#### The records ####

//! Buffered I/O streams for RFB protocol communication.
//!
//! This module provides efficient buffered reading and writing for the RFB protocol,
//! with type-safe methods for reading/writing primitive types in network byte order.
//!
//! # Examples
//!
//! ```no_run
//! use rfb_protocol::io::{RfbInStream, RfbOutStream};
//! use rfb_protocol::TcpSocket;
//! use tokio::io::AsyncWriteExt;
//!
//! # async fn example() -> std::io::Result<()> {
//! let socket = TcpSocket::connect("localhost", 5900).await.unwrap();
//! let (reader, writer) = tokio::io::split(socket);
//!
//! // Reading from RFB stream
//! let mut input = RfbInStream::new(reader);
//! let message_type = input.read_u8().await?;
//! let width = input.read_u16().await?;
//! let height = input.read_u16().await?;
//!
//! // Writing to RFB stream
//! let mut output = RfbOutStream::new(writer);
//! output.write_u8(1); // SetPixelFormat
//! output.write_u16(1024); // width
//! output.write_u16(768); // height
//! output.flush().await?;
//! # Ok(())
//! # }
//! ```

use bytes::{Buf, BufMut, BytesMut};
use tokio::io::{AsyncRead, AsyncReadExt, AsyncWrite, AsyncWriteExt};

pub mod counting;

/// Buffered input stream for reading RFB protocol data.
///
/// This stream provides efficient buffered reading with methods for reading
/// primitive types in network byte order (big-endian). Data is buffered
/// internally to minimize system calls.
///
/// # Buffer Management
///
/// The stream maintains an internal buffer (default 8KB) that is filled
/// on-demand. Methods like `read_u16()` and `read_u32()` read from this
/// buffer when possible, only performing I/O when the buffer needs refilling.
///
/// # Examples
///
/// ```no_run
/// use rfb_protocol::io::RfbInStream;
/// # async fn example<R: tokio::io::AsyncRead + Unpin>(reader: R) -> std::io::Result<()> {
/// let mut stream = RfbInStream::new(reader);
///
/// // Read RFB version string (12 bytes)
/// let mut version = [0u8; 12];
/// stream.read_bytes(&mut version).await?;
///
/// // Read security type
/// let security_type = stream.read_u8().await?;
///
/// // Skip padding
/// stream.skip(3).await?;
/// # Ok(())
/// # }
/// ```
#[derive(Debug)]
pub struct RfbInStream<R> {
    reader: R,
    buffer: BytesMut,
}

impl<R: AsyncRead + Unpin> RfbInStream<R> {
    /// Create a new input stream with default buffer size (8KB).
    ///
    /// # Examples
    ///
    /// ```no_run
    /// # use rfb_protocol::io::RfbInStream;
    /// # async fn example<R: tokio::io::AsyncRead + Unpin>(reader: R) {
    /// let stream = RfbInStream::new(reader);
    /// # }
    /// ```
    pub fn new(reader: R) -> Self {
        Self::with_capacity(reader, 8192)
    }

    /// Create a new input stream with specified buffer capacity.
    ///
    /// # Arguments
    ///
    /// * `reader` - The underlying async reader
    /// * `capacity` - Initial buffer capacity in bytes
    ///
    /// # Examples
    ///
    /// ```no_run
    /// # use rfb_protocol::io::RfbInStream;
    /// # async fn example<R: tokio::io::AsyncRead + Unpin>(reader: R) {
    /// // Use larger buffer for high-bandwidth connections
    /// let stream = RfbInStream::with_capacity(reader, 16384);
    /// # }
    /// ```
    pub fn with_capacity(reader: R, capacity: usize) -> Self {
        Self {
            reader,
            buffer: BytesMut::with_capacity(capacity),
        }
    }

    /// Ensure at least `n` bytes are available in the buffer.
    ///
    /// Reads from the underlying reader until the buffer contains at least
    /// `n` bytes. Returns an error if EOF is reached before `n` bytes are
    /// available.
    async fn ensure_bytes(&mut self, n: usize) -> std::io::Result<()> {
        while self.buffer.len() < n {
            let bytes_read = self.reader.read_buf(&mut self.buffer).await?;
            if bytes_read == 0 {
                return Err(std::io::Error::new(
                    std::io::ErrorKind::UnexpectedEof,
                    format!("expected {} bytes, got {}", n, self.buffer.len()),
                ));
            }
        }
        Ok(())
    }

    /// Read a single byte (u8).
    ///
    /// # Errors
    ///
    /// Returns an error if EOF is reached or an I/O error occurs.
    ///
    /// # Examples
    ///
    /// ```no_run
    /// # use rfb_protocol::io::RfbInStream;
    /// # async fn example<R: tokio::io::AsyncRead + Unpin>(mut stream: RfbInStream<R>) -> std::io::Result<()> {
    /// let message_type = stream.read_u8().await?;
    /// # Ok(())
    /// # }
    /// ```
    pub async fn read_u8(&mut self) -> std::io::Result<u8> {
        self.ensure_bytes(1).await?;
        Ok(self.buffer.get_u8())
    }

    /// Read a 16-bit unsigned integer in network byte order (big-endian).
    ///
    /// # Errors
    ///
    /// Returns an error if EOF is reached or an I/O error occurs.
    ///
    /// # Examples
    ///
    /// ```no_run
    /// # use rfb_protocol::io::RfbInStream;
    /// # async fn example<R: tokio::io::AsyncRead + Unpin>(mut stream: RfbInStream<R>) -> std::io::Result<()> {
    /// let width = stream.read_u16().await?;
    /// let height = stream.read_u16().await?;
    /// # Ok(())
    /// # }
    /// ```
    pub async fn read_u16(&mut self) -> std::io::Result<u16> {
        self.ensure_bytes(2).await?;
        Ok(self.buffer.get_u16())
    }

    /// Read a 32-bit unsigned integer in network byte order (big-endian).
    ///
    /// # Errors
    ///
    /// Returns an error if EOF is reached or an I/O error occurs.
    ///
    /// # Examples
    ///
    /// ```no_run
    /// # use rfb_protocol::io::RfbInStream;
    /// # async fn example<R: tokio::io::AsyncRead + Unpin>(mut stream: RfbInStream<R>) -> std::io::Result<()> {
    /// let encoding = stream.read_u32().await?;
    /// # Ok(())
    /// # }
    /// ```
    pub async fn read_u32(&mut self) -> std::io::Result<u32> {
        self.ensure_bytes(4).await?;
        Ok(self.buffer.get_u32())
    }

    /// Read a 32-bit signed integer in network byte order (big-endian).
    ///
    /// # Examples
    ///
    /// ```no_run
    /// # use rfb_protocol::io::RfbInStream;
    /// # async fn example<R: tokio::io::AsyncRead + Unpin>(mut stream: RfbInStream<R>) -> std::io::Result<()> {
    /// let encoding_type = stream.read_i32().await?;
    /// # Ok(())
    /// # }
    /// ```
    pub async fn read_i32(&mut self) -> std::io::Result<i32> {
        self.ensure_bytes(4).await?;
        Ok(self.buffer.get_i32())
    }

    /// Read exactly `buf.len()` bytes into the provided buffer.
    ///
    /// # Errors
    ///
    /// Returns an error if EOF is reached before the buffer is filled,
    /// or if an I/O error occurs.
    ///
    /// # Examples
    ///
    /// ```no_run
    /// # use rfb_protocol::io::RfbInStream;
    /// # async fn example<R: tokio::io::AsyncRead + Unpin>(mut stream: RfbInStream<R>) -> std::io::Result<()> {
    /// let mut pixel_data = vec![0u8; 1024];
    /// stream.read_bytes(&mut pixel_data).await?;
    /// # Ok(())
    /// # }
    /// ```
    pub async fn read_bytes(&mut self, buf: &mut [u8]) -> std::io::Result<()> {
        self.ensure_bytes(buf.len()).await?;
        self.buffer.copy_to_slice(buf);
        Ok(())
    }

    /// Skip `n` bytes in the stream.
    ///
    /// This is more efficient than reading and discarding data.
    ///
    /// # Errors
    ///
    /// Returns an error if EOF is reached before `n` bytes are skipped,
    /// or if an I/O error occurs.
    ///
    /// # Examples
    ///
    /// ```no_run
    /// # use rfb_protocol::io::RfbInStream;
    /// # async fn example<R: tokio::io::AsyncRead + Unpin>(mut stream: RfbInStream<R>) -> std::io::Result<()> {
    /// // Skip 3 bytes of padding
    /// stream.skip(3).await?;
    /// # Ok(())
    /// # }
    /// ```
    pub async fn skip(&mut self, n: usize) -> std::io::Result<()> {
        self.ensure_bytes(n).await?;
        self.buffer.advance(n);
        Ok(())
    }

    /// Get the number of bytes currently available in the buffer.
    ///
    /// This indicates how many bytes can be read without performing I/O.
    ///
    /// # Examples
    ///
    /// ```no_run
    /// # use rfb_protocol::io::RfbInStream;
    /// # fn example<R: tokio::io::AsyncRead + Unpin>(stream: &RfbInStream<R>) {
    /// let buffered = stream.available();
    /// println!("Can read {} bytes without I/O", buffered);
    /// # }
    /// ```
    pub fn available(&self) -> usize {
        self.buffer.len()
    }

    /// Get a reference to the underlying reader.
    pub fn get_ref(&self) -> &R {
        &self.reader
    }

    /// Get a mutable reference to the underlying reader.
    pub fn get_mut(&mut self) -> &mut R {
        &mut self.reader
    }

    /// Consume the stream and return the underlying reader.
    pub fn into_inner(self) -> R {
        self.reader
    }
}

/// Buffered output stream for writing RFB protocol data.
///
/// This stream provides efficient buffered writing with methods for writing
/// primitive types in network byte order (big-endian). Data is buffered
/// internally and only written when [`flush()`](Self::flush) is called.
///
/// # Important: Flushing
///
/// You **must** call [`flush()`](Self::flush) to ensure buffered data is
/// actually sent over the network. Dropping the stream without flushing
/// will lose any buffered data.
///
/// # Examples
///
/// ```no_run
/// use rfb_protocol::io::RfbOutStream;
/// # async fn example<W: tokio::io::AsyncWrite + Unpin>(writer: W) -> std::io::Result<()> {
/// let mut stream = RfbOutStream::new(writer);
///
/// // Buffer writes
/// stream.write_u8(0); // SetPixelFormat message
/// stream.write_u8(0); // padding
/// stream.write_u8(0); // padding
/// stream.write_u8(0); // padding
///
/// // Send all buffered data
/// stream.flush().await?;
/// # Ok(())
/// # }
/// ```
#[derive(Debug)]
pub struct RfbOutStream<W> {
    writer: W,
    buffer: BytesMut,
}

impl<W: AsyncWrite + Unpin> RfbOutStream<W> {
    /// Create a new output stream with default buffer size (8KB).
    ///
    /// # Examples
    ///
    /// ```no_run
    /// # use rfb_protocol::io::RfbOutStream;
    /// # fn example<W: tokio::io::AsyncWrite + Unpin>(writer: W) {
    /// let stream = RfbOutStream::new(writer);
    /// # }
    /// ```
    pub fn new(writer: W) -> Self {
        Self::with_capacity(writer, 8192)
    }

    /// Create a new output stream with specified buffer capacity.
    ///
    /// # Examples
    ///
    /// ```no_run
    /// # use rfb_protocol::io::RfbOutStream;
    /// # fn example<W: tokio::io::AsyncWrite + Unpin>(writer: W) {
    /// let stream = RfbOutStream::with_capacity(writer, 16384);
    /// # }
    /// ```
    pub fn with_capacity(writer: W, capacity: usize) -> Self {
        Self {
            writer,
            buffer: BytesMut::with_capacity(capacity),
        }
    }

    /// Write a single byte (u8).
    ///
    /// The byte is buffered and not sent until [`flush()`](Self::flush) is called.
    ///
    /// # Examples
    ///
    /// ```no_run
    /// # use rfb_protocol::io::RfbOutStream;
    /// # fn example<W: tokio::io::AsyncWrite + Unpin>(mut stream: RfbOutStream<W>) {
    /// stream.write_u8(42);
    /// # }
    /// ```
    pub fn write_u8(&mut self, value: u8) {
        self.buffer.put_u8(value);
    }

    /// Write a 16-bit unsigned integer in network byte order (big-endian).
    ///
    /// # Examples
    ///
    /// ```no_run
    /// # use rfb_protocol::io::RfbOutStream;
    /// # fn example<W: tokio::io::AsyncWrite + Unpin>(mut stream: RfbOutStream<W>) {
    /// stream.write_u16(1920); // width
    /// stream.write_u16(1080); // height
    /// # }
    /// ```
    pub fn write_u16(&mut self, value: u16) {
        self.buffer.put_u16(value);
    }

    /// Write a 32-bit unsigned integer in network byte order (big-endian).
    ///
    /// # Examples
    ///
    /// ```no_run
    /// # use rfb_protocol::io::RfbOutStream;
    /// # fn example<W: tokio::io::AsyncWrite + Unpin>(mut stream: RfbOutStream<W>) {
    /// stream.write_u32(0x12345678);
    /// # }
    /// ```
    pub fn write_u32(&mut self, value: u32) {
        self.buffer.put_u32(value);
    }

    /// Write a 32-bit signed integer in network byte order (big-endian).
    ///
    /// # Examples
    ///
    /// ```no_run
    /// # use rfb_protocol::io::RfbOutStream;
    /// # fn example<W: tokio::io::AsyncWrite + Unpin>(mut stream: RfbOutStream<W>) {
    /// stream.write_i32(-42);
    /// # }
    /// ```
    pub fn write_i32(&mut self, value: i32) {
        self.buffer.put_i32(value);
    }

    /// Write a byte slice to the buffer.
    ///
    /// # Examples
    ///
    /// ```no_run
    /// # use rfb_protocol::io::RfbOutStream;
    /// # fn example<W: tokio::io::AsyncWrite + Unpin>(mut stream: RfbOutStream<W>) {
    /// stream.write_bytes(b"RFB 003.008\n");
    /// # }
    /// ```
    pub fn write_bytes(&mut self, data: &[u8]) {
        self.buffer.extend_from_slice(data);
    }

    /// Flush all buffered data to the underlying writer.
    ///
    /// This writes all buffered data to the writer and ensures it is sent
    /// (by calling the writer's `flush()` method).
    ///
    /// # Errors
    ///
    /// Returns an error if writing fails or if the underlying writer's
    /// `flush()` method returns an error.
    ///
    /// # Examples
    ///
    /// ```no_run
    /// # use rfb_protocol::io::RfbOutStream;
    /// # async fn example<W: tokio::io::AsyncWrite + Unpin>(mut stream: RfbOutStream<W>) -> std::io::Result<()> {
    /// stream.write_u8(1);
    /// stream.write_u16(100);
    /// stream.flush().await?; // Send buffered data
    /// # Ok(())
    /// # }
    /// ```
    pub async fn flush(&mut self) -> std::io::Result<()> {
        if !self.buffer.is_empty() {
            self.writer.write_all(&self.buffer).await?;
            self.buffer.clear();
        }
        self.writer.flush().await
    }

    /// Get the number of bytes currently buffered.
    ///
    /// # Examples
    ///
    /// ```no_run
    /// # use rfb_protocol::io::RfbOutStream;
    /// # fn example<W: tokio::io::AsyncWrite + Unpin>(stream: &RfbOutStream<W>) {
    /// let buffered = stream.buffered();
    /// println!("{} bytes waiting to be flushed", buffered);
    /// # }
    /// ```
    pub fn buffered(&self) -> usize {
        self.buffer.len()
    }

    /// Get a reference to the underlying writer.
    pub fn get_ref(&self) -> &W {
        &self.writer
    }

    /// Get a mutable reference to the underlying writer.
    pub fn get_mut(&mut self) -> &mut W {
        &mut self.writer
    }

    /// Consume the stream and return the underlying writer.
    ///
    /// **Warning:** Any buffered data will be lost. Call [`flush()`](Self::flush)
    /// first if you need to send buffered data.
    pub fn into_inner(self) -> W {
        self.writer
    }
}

####
#### The records ####

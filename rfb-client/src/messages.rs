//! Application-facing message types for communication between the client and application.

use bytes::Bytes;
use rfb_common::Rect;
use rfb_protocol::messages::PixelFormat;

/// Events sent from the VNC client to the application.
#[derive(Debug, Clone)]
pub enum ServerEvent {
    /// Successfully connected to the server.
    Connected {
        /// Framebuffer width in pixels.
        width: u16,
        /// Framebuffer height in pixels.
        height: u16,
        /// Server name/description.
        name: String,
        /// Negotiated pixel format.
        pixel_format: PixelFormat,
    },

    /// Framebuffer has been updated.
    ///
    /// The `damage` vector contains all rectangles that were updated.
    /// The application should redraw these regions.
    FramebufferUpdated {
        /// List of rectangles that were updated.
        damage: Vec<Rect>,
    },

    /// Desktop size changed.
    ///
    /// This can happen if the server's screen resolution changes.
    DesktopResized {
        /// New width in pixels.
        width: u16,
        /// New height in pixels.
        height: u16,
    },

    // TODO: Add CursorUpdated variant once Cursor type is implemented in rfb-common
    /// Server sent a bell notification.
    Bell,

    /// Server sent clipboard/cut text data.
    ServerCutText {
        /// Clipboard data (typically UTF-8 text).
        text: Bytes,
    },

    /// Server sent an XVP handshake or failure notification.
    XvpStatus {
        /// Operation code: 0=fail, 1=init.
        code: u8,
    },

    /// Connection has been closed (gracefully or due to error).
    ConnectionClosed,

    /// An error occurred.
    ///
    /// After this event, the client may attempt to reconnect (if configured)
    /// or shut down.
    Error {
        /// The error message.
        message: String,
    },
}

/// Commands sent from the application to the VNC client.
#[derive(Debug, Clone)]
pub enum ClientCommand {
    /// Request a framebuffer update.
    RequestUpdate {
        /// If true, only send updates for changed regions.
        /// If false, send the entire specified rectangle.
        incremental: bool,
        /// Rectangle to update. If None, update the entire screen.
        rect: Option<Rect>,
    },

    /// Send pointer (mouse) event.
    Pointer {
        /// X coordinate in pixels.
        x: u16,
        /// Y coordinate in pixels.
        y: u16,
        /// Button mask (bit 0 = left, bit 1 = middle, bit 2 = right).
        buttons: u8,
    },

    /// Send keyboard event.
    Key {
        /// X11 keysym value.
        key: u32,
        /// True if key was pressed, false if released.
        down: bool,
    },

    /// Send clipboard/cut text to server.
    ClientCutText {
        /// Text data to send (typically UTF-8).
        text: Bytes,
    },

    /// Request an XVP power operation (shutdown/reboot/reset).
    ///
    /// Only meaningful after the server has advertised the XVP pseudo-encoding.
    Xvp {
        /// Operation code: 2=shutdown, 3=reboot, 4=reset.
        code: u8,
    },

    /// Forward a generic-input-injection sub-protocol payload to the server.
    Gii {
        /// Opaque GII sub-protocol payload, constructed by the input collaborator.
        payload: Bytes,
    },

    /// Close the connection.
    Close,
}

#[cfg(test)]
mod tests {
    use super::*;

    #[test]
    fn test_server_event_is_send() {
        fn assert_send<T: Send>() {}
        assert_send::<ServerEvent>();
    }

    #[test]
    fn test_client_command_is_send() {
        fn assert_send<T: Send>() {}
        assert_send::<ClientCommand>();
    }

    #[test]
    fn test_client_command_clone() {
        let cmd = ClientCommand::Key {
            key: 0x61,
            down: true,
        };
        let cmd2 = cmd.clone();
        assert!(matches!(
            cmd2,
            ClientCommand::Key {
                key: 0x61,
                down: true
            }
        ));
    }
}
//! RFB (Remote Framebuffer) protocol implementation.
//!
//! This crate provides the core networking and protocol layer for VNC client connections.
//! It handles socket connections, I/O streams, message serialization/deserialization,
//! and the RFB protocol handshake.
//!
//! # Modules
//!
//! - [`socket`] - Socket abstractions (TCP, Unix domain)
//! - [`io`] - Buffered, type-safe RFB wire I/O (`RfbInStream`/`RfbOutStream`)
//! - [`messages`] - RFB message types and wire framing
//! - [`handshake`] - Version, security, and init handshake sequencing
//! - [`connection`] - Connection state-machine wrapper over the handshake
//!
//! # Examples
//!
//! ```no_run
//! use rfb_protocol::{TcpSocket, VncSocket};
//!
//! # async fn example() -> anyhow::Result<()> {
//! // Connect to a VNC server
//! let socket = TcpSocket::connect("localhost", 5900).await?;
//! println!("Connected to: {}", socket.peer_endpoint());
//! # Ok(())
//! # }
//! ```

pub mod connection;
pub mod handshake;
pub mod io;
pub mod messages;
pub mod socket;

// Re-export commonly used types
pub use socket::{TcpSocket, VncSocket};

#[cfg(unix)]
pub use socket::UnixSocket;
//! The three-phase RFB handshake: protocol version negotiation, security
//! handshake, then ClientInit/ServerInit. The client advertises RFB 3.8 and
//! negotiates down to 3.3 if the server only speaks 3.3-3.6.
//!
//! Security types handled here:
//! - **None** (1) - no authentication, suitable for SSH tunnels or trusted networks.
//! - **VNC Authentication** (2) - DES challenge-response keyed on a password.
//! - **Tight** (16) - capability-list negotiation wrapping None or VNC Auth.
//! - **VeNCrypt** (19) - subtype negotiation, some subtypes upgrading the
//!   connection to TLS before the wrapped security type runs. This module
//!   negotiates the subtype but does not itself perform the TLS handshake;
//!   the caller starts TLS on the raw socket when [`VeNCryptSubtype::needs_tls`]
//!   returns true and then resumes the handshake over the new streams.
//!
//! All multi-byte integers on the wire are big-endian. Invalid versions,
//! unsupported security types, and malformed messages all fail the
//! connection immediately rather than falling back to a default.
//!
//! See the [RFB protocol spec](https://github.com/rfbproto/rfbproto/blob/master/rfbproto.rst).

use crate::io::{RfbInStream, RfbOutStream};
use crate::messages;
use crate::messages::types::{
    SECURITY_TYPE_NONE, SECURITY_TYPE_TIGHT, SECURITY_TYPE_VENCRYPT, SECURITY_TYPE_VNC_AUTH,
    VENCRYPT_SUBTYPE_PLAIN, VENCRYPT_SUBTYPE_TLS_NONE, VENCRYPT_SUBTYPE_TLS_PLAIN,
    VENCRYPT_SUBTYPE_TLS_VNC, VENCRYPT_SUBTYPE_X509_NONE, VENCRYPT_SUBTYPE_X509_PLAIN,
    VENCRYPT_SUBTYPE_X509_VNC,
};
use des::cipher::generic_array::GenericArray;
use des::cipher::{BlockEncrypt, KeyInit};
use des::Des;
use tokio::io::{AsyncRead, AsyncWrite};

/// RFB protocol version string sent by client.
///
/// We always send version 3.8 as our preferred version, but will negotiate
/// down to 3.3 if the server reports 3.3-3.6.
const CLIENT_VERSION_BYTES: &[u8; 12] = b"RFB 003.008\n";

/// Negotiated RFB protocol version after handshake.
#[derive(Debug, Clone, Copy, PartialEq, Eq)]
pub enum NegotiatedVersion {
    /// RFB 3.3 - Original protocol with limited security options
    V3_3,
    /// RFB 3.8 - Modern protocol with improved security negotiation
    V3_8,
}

####

| What is needed |
Which lines above hold the string "default"? Copy each of them.

| Result below |
/// The stream maintains an internal buffer (default 8KB) that is filled
    /// Create a new input stream with default buffer size (8KB).
    /// Create a new output stream with default buffer size (8KB).
//! connection immediately rather than falling back to a default.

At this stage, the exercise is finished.